第8話 試合感染(3)
「え?前半後半45分ずつ?」
「とれやあ、ぼけえ!…うん。でも高校は40分ハーフだから。それでも1試合出るとしんどいと思うん」
「ファール2回で退場?ええ?そしたら10人のまま?厳しすぎない」
「レッドカードが出ると1回で退場っ……ああああああ、なんで今の入んないん!!」
「一回交代したら、もう出れないの???」
「だあああ、え?何?」
「なに今の?なんでダメなの?オフサイドって何??」
「今のどこがオフサイド!審判、目えどうなってんだ!?……えーっとオフサイドっていうのはね、うん、口で説明するのが難しいんだけど、ああ!今の何?」
涼は落ち着いて試合を見せられなくて、申し訳ないと思いながらも、つい質問してしまう。すると、雅は、涼の質問には、頑張って答えようとしてくれる。どっちにも一生懸命だ。

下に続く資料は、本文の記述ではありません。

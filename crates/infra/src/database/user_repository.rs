//! SQLite-backed user directory.

use std::sync::Arc;

use async_trait::async_trait;
use chrono::Utc;
use hearth_core::UserDirectory;
use hearth_domain::{Result as DomainResult, UserPreferences};
use rusqlite::{params, OptionalExtension};

use super::manager::DbManager;
use super::support::with_connection;
use crate::errors::sql_err;

const USER_INSERT_SQL: &str =
    "INSERT OR IGNORE INTO users (id, email, created_at) VALUES (?1, ?2, ?3)";
const USER_IDS_SQL: &str = "SELECT id FROM users ORDER BY created_at, id";
const PREFERENCES_SELECT_SQL: &str =
    "SELECT user_id, locale FROM user_preferences WHERE user_id = ?1";
const PREFERENCES_ENSURE_SQL: &str =
    "INSERT OR IGNORE INTO user_preferences (user_id, locale, updated_at) VALUES (?1, NULL, ?2)";
const PREFERENCES_UPSERT_SQL: &str = "INSERT INTO user_preferences (user_id, locale, updated_at)
     VALUES (?1, ?2, ?3)
     ON CONFLICT(user_id) DO UPDATE SET locale = excluded.locale, updated_at = excluded.updated_at";

pub struct SqliteUserRepository {
    db: Arc<DbManager>,
}

impl SqliteUserRepository {
    pub fn new(db: Arc<DbManager>) -> Self {
        Self { db }
    }

    /// Register a user id; existing ids are left as they are.
    pub async fn create_user(&self, user_id: &str, email: Option<&str>) -> DomainResult<()> {
        let user_id = user_id.to_string();
        let email = email.map(str::to_string);
        with_connection(&self.db, move |conn| {
            conn.execute(USER_INSERT_SQL, params![user_id, email, Utc::now().timestamp()])
                .map_err(sql_err)?;
            Ok(())
        })
        .await
    }

    pub async fn set_locale(&self, user_id: &str, locale: Option<&str>) -> DomainResult<()> {
        let user_id = user_id.to_string();
        let locale = locale.map(str::to_string);
        with_connection(&self.db, move |conn| {
            conn.execute(PREFERENCES_UPSERT_SQL, params![user_id, locale, Utc::now().timestamp()])
                .map_err(sql_err)?;
            Ok(())
        })
        .await
    }
}

fn query_preferences(
    conn: &rusqlite::Connection,
    user_id: &str,
) -> DomainResult<Option<UserPreferences>> {
    conn.query_row(PREFERENCES_SELECT_SQL, params![user_id], |row| {
        Ok(UserPreferences { user_id: row.get(0)?, locale: row.get(1)? })
    })
    .optional()
    .map_err(sql_err)
}

#[async_trait]
impl UserDirectory for SqliteUserRepository {
    async fn list_user_ids(&self) -> DomainResult<Vec<String>> {
        with_connection(&self.db, |conn| {
            let mut stmt = conn.prepare(USER_IDS_SQL).map_err(sql_err)?;
            let ids = stmt
                .query_map([], |row| row.get::<_, String>(0))
                .map_err(sql_err)?
                .collect::<Result<Vec<_>, _>>()
                .map_err(sql_err)?;
            Ok(ids)
        })
        .await
    }

    async fn find_preferences(&self, user_id: &str) -> DomainResult<Option<UserPreferences>> {
        let user_id = user_id.to_string();
        with_connection(&self.db, move |conn| query_preferences(conn, &user_id)).await
    }

    async fn ensure_preferences(&self, user_id: &str) -> DomainResult<UserPreferences> {
        let user_id = user_id.to_string();
        with_connection(&self.db, move |conn| {
            conn.execute(PREFERENCES_ENSURE_SQL, params![user_id, Utc::now().timestamp()])
                .map_err(sql_err)?;
            Ok(query_preferences(conn, &user_id)?
                .unwrap_or(UserPreferences { user_id, locale: None }))
        })
        .await
    }
}
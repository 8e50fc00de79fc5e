//! Credential encryption backed by the shared AES-256-GCM codec.

use hearth_common::crypto::SecretCodec;
use hearth_core::calendar::ports::SecretCipher;
use hearth_domain::{Result, SecurityConfig};

use crate::errors::InfraError;

/// [`SecretCipher`] over [`SecretCodec`]. An unconfigured key is accepted at
/// construction and reported as `ConfigurationMissing` on use.
#[derive(Debug, Clone)]
pub struct AesSecretCipher {
    codec: SecretCodec,
}

impl AesSecretCipher {
    pub fn new(secret: Option<&str>) -> Self {
        Self { codec: SecretCodec::new(secret) }
    }

    pub fn from_config(config: &SecurityConfig) -> Self {
        Self::new(config.token_encryption_key.as_deref())
    }

    pub fn is_configured(&self) -> bool {
        self.codec.is_configured()
    }
}

impl SecretCipher for AesSecretCipher {
    fn encrypt(&self, plaintext: &str) -> Result<String> {
        self.codec.encrypt(plaintext).map_err(|e| InfraError::from(e).into())
    }

    fn decrypt(&self, token: &str) -> Result<String> {
        self.codec.decrypt(token).map_err(|e| InfraError::from(e).into())
    }
}
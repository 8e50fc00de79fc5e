//! External service integrations

pub mod calendar;
pub mod calendarific;
pub mod spoonacular;

pub use calendarific::CalendarificClient;
pub use spoonacular::SpoonacularClient;
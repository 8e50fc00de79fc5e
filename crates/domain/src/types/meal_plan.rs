//! Meal plan templates, overrides and the resolved payload
//!
//! Course maps are stored as JSON text; the explicit [`MealItem`] record is
//! what the store boundary validates against.

use std::collections::BTreeMap;

use chrono::{DateTime, Utc};
use serde::{Deserialize, Serialize};
#[cfg(feature = "ts-gen")]
use ts_rs::TS;

use super::holiday::HolidaySummary;
use crate::constants::CUSTOM_COURSE;
use crate::impl_domain_status_conversions;

/// One dish in a course.
#[derive(Debug, Clone, PartialEq, Serialize, Deserialize)]
#[serde(rename_all = "camelCase")]
#[cfg_attr(feature = "ts-gen", derive(TS))]
#[cfg_attr(feature = "ts-gen", ts(export, rename_all = "camelCase"))]
pub struct MealItem {
    pub id: i64,
    pub title: String,
    #[serde(default, skip_serializing_if = "Option::is_none")]
    pub ready_in_minutes: Option<u32>,
    #[serde(default, skip_serializing_if = "Option::is_none")]
    pub servings: Option<u32>,
    #[serde(default, skip_serializing_if = "Option::is_none")]
    pub image: Option<String>,
    #[serde(default, skip_serializing_if = "Option::is_none")]
    pub source_url: Option<String>,
    #[serde(default, skip_serializing_if = "Option::is_none")]
    pub summary: Option<String>,
    #[serde(default, skip_serializing_if = "Option::is_none")]
    pub nutrients: Option<BTreeMap<String, f64>>,
}

/// `{ courseName: MealItem[] }`
pub type CourseMap = BTreeMap<String, Vec<MealItem>>;

/// Nutrient name to amount (grams for macros).
pub type MacroBreakdown = BTreeMap<String, f64>;

#[derive(Debug, Clone, Copy, PartialEq, Eq, Hash, Serialize, Deserialize)]
#[serde(rename_all = "snake_case")]
#[cfg_attr(feature = "ts-gen", derive(TS))]
#[cfg_attr(feature = "ts-gen", ts(export))]
pub enum MealPlanType {
    Standard,
    Holiday,
}

impl_domain_status_conversions!(MealPlanType {
    Standard => "standard",
    Holiday => "holiday",
});

/// Where a resolved plan came from.
#[derive(Debug, Clone, Copy, PartialEq, Eq, Serialize, Deserialize)]
#[serde(rename_all = "snake_case")]
#[cfg_attr(feature = "ts-gen", derive(TS))]
#[cfg_attr(feature = "ts-gen", ts(export))]
pub enum MealPlanSource {
    Template,
    Override,
}

/// Shared plan for a `(date_key, plan_type)` pair. Never regenerated.
#[derive(Debug, Clone, PartialEq, Serialize, Deserialize)]
#[serde(rename_all = "camelCase")]
pub struct MealPlanTemplate {
    pub id: String,
    pub date_key: String,
    pub plan_type: MealPlanType,
    pub calories: Option<f64>,
    pub macros: Option<MacroBreakdown>,
    pub courses: CourseMap,
    pub created_at: DateTime<Utc>,
}

/// Template contents produced by plan generation, before persistence.
#[derive(Debug, Clone, PartialEq)]
pub struct NewMealPlanTemplate {
    pub date_key: String,
    pub plan_type: MealPlanType,
    pub calories: f64,
    pub macros: MacroBreakdown,
    pub courses: CourseMap,
}

/// User-specific replacement for `(user_id, date_key, holiday_id)`.
#[derive(Debug, Clone, PartialEq, Serialize, Deserialize)]
#[serde(rename_all = "camelCase")]
#[cfg_attr(feature = "ts-gen", derive(TS))]
#[cfg_attr(feature = "ts-gen", ts(export, rename_all = "camelCase"))]
pub struct UserMealOverride {
    pub id: String,
    pub user_id: String,
    pub date_key: String,
    pub holiday_id: Option<String>,
    pub courses: CourseMap,
    pub calories: Option<f64>,
    pub macros: Option<MacroBreakdown>,
    pub notes: Option<String>,
    #[cfg_attr(feature = "ts-gen", ts(type = "string"))]
    pub created_at: DateTime<Utc>,
    #[cfg_attr(feature = "ts-gen", ts(type = "string"))]
    pub updated_at: DateTime<Utc>,
}

/// Courses as submitted by a caller: either a flat list or a course map.
#[derive(Debug, Clone, PartialEq, Serialize, Deserialize)]
#[serde(untagged)]
pub enum CoursePayload {
    Flat(Vec<MealItem>),
    Map(CourseMap),
}

impl CoursePayload {
    /// A flat list becomes the single `custom` course.
    pub fn normalize(self) -> CourseMap {
        match self {
            Self::Flat(items) => {
                let mut map = CourseMap::new();
                map.insert(CUSTOM_COURSE.to_string(), items);
                map
            }
            Self::Map(map) => map,
        }
    }
}

/// Input for saving an override.
#[derive(Debug, Clone, PartialEq, Serialize, Deserialize)]
#[serde(rename_all = "camelCase")]
pub struct MealOverrideInput {
    #[serde(default)]
    pub holiday_id: Option<String>,
    pub courses: CoursePayload,
    #[serde(default)]
    pub calories: Option<f64>,
    #[serde(default)]
    pub macros: Option<MacroBreakdown>,
    #[serde(default)]
    pub notes: Option<String>,
}

/// The plan returned to callers for one day.
#[derive(Debug, Clone, PartialEq, Serialize, Deserialize)]
#[serde(rename_all = "camelCase")]
#[cfg_attr(feature = "ts-gen", derive(TS))]
#[cfg_attr(feature = "ts-gen", ts(export, rename_all = "camelCase"))]
pub struct MealPlanPayload {
    pub date_key: String,
    pub is_holiday: bool,
    pub holiday: Option<HolidaySummary>,
    pub calories: Option<f64>,
    pub macros: Option<MacroBreakdown>,
    pub courses: CourseMap,
    pub source: MealPlanSource,
}

#[cfg(test)]
mod tests {
    use super::*;

    fn item(id: i64, title: &str) -> MealItem {
        MealItem {
            id,
            title: title.into(),
            ready_in_minutes: None,
            servings: None,
            image: None,
            source_url: None,
            summary: None,
            nutrients: None,
        }
    }

    #[test]
    fn flat_course_list_becomes_custom_course() {
        let payload: CoursePayload =
            serde_json::from_str(r#"[{"id": 1, "title": "Porridge"}]"#).unwrap();
        let map = payload.normalize();
        assert_eq!(map.len(), 1);
        assert_eq!(map["custom"], vec![item(1, "Porridge")]);
    }

    #[test]
    fn course_map_is_kept_as_is() {
        let payload: CoursePayload = serde_json::from_str(
            r#"{"lunch": [{"id": 2, "title": "Soup", "readyInMinutes": 20}], "dinner": []}"#,
        )
        .unwrap();
        let map = payload.normalize();
        assert_eq!(map["lunch"][0].ready_in_minutes, Some(20));
        assert!(map["dinner"].is_empty());
    }

    #[test]
    fn meal_item_serializes_camel_case_without_nulls() {
        let mut dish = item(7, "Pie");
        dish.source_url = Some("https://example.com/pie".into());
        let json = serde_json::to_value(&dish).unwrap();
        assert_eq!(json["sourceUrl"], "https://example.com/pie");
        assert!(json.get("servings").is_none());
    }
}
use std::collections::BTreeMap;
use std::sync::{Arc, Mutex};

use async_trait::async_trait;
use hearth_core::UserDirectory;
use hearth_domain::{Result as DomainResult, UserPreferences};

/// In-memory user table keyed by id, with optional locale preferences.
#[derive(Default, Clone)]
pub struct MockUserDirectory {
    users: Arc<Mutex<BTreeMap<String, Option<UserPreferences>>>>,
}

impl MockUserDirectory {
    pub fn new() -> Self {
        Self::default()
    }

    /// Add a user without preferences.
    pub fn with_user(self, user_id: &str) -> Self {
        self.users.lock().unwrap().insert(user_id.to_string(), None);
        self
    }

    pub fn with_locale(self, user_id: &str, locale: &str) -> Self {
        self.users.lock().unwrap().insert(
            user_id.to_string(),
            Some(UserPreferences { user_id: user_id.to_string(), locale: Some(locale.to_string()) }),
        );
        self
    }

    pub fn has_preferences(&self, user_id: &str) -> bool {
        matches!(self.users.lock().unwrap().get(user_id), Some(Some(_)))
    }
}

#[async_trait]
impl UserDirectory for MockUserDirectory {
    async fn list_user_ids(&self) -> DomainResult<Vec<String>> {
        Ok(self.users.lock().unwrap().keys().cloned().collect())
    }

    async fn find_preferences(&self, user_id: &str) -> DomainResult<Option<UserPreferences>> {
        Ok(self.users.lock().unwrap().get(user_id).cloned().flatten())
    }

    async fn ensure_preferences(&self, user_id: &str) -> DomainResult<UserPreferences> {
        let mut users = self.users.lock().unwrap();
        let entry = users.entry(user_id.to_string()).or_default();
        Ok(entry
            .get_or_insert_with(|| UserPreferences { user_id: user_id.to_string(), locale: None })
            .clone())
    }
}
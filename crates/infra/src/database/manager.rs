//! Database connection manager backed by the shared SQLite pool.

use std::path::{Path, PathBuf};

use hearth_common::storage::{SqliteConnection, SqlitePool, SqlitePoolConfig};
use hearth_domain::{DatabaseConfig, HearthError, Result};
use rusqlite::params;
use tracing::info;

use crate::errors::InfraError;

pub(crate) const SCHEMA_VERSION: i32 = 1;
const SCHEMA_SQL: &str = include_str!("schema.sql");

/// Database manager that wraps a [`SqlitePool`].
pub struct DbManager {
    pool: SqlitePool,
    path: PathBuf,
}

impl DbManager {
    /// Open the database with the given pool size.
    pub fn new<P: AsRef<Path>>(db_path: P, pool_size: u32) -> Result<Self> {
        let path = db_path.as_ref().to_path_buf();
        let config = SqlitePoolConfig::with_max_size(pool_size.max(1));
        let pool = SqlitePool::open(&path, config).map_err(map_storage_error)?;

        info!(
            db_path = %path.display(),
            max_connections = pool.health().max_size,
            "sqlite pool initialised"
        );

        Ok(Self { pool, path })
    }

    pub fn from_config(config: &DatabaseConfig) -> Result<Self> {
        Self::new(&config.path, config.pool_size)
    }

    /// Acquire a connection from the pool.
    pub fn get_connection(&self) -> Result<SqliteConnection> {
        self.pool.get().map_err(map_storage_error)
    }

    /// Ensure the full schema exists on the current database.
    pub fn run_migrations(&self) -> Result<()> {
        let conn = self.get_connection()?;
        create_schema(&conn)
    }

    pub fn path(&self) -> &Path {
        &self.path
    }

    pub fn pool(&self) -> &SqlitePool {
        &self.pool
    }

    /// Acquire a connection and run a trivial query.
    pub fn health_check(&self) -> Result<()> {
        let conn = self.get_connection()?;
        conn.query_row("SELECT 1", params![], |row| row.get::<_, i32>(0)).map_err(map_sql_error)?;
        Ok(())
    }
}

fn create_schema(conn: &SqliteConnection) -> Result<()> {
    conn.execute_batch(SCHEMA_SQL).map_err(map_sql_error)?;
    conn.execute(
        "INSERT OR IGNORE INTO schema_version (version, applied_at) VALUES (?1, CAST(strftime('%s','now') AS INTEGER))",
        params![SCHEMA_VERSION],
    )
    .map_err(map_sql_error)?;
    Ok(())
}

fn map_sql_error(err: rusqlite::Error) -> HearthError {
    HearthError::from(InfraError::from(err))
}

fn map_storage_error(err: hearth_common::storage::StorageError) -> HearthError {
    HearthError::from(InfraError::from(err))
}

審判のホイッスルが競技場に響いた。前半終了の合図だ。
ハーフタイムという前半と後半の間の15分の休憩時間だ。
雅は、徐にトートバッグから水筒と紙コップを出して、紙コップに水筒の中身を移し替えた。
「ただの麦茶でごめん」
ペットボトルはマナー違反になるからと付け加えながら、涼に紙コップを渡してくれた。さっきまでのハイテンションで吠えていた雅は消えて、いつもの落ち着いた声が戻ってきている。
観戦慣れしてるな、と涼は思う。
雅が麦茶をぐいっと飲み干して、何か言いたげに涼の顔を上目遣いで見た。雅にしては珍しい顔だと涼は思う。
何か、わたし、変なことしたかな、と涼は内心、焦る。
「ハセガー」
雅は少しだけ、涼から目を逸らした。
「……私の応援してるとこ見て引いた?」
恥ずかしそうな声で尋ねてくるその顔が、なんだか可愛らしくて、涼から笑いが漏れた。
「引いた引いた」
涼のその言葉に、一瞬、雅の顔にたて線が入ったように歪んだ。
「もう、引いて引いて、どん引いて」
涼はニヤッと笑う。
「一周して戻ってきた。ニシザー面白すぎ」
「……ハセガーを観戦に誘ったのはいいけど、サッカーになると自分が人格変わるの忘れてたん」
雅は、胸を押さえて、ため息を吐く。
「でもま、こっちの大声出してる私の方が、素の私だから」
「え、マジ?」
「そうそう、ふだんは意識して大人しくしてる。本当は、ただのサッカー子猿」
あはは、と雅が人懐こく笑った。目が三日月になる。
「ニシザー、笑うと可愛い」
また、涼の口が勝手に喋る。言った涼も言われた雅も顔を赤くして一瞬黙った。
ハーフタイムの休憩の間、観客席は落ち着きなくざわめいている。
二人とも黙りこんでしまうと、ざわめきが言葉になって聞こえてくる。試合のこと、選手のこと、J2昇格が難しいこと、試合の後の予定のこと…。観客はそれぞれに好きなことを話している。
「……そんなん、初めて言われた」
雅が照れ笑いで、その沈黙を破った。
わたしが一番、最初に気付いたんだ。
涼には雅の笑顔が自分のものであるかのように思えた。